神子なのに病気になるとはなんて恥知らず無のだろう、悶々と悩むなか不安そうな僕を見て遣い様が書物を持ってきた。そこには神子様にまつわる記述が、……
『神子は人間から進化した上位者である。人から姿を変え新たな姿へと変化する。それは神が創った動物や魚など様々な種て規則性はない。変化する途中虫が蛹になり成虫と変化するように神子様にも繭となるときが訪れる。その時国民全員で神子様を守るべし。』
そう書かれた書物には人間からまるで違う尾鰭の生えた魚のような人のような怪物がいた。
僕は怖かった。
僕はどうなってしまうのだろう。人から外れてしまう。それは理解していたはずだった。現実が目の前に来ると途端怖くなった。
遣い様がいない時必死に逃げた。音は聞こえない間取りも分からない、視界も悪くなってしまった体を必死に動かして逃げた。
ずっとずっと走って走って走って走った。
雨が降っていた。
知らない細い路地に身を隠して縮こまっていた。あれから3日も経っていないと思う。分からない。目が見えなくなった。
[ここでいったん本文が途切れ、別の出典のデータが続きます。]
// Copyright 2025-Present Datadog, Inc. https://www.datadoghq.com/
// SPDX-License-Identifier: Apache-2.0

//! Stack frame collection for the crash report.
//!
//! The frame-pointer walk yields frames one at a time and holds no buffer. Captured stacks are
//! stored in a fixed-capacity [`CallStack`], so neither touches the allocator, which is not safe to
//! use from a signal handler.

use crate::shared::constants::MAX_BACKTRACE_FRAMES;
use std::mem;

/// A raw stack frame.
///
/// - `ip`: Instruction pointer (the faulting instruction for the innermost frame, a return address
///   for the others)
/// - `bp`: Base/frame pointer at this frame, or 0 when the frame was not found by walking frame
///   pointers
#[derive(Debug, Clone, Copy, Default, PartialEq, Eq)]
pub struct RawFrame {
    pub ip: usize,
    pub bp: usize,
}

/// Innermost-first list of at most [`MAX_BACKTRACE_FRAMES`] frames.
#[derive(Debug, Clone)]
pub struct CallStack {
    frames: [RawFrame; MAX_BACKTRACE_FRAMES],
    len: usize,
}

impl CallStack {
    pub const fn new() -> Self {
        Self {
            frames: [RawFrame { ip: 0, bp: 0 }; MAX_BACKTRACE_FRAMES],
            len: 0,
        }
    }

    /// Appends a frame. Returns false, dropping the frame, when the stack is full.
    pub fn push(&mut self, frame: RawFrame) -> bool {
        if self.is_full() {
            return false;
        }
        self.frames[self.len] = frame;
        self.len += 1;
        true
    }

    pub fn len(&self) -> usize {
        self.len
    }

    pub fn is_empty(&self) -> bool {
        self.len == 0
    }

    pub fn is_full(&self) -> bool {
        self.len == MAX_BACKTRACE_FRAMES
    }

    pub fn frames(&self) -> &[RawFrame] {
        &self.frames[..self.len]
    }
}

impl Default for CallStack {
    fn default() -> Self {
        Self::new()
    }
}

/// Follows the chain of saved frame pointers starting at (`ip`, `bp`).
///
/// Every frame is assumed to start with the standard record `[saved bp, return address]` at the
/// address held in `bp`. The walk ends when the frame pointer or instruction pointer is null, when
/// the next frame pointer is misaligned or does not lie above the current one (the stack grows
/// down, so anything else means a corrupted or cyclic chain), or when [`MAX_BACKTRACE_FRAMES`]
/// frames have been produced.
///
/// The walk is lazy: the record of a frame is only read when the frame after it is requested. A
/// caller that prints each frame as it arrives keeps everything printed so far if a read faults,
/// and never touches the records beyond the frame where it stops.
///
/// # Safety
/// Every frame pointer reached that passes the checks above is dereferenced. On a corrupted stack
/// this may fault; the caller must be prepared for that (the crash handler is, via its re-entrancy
/// guard).
pub unsafe fn walk_frame_pointers(ip: usize, bp: usize) -> FramePointerWalk {
    FramePointerWalk {
        current: Some(RawFrame { ip, bp }),
        produced: 0,
    }
}

/// Iterator returned by [`walk_frame_pointers`], innermost frame first.
#[derive(Debug)]
pub struct FramePointerWalk {
    current: Option<RawFrame>,
    produced: usize,
}

impl Iterator for FramePointerWalk {
    type Item = RawFrame;

    fn next(&mut self) -> Option<RawFrame> {
        if self.produced == MAX_BACKTRACE_FRAMES {
            return None;
        }
        if self.produced > 0 {
            // SAFETY: guaranteed by the caller of `walk_frame_pointers`.
            self.current = self.current.and_then(|frame| unsafe { caller_of(frame) });
        }
        match self.current {
            Some(frame) if frame.ip != 0 && frame.bp != 0 => {
                self.produced += 1;
                Some(frame)
            }
            _ => {
                self.current = None;
                None
            }
        }
    }
}

/// Reads the record at `frame.bp`, or returns `None` when the chain ends there.
unsafe fn caller_of(frame: RawFrame) -> Option<RawFrame> {
    if frame.bp % mem::align_of::<usize>() != 0 {
        return None;
    }
    let record = frame.bp as *const usize;
    // SAFETY: see `walk_frame_pointers`.
    let (next_bp, next_ip) = unsafe { (record.read_volatile(), record.add(1).read_volatile()) };
    if next_bp != 0 && next_bp <= frame.bp {
        return None;
    }
    Some(RawFrame {
        ip: next_ip,
        bp: next_bp,
    })
}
鼻も鈍くなってきた。雨が体に当たっている気がする。分からない。
もう逃げることは出来ないだろう。そう遠くへは逃げれていない御屋敷の近くだ。すぐに見つかるだろう。
ふと雨の香りがした気がした。
脱走した神子様はお屋敷から徒歩5分の路地で見つかった。体は半分以上繭化していた。
お屋敷へ連れ帰り繭化した神子様に祈りを捧げること一ヶ月繭を引きちぎり出てきたのは蚕のような美しい神子様だった。
神子様の羽はキラキラと反射し美しい。
神子様の口は蚕同様退化していた。それでも神に見初められた神子様だ、死ぬことは無いだろう。
あぁ、これでこの国はしばらく安泰だ。
神子はどこでもない虚空を見つめ羽ばたいた。
羽は光に当たりキラキラと輝いていた
fin
羽の反射のキラキラ涙の跡のようなんじゃないですかね
そう言えば山って山の方香りはしますが雨の香りしないんですよ。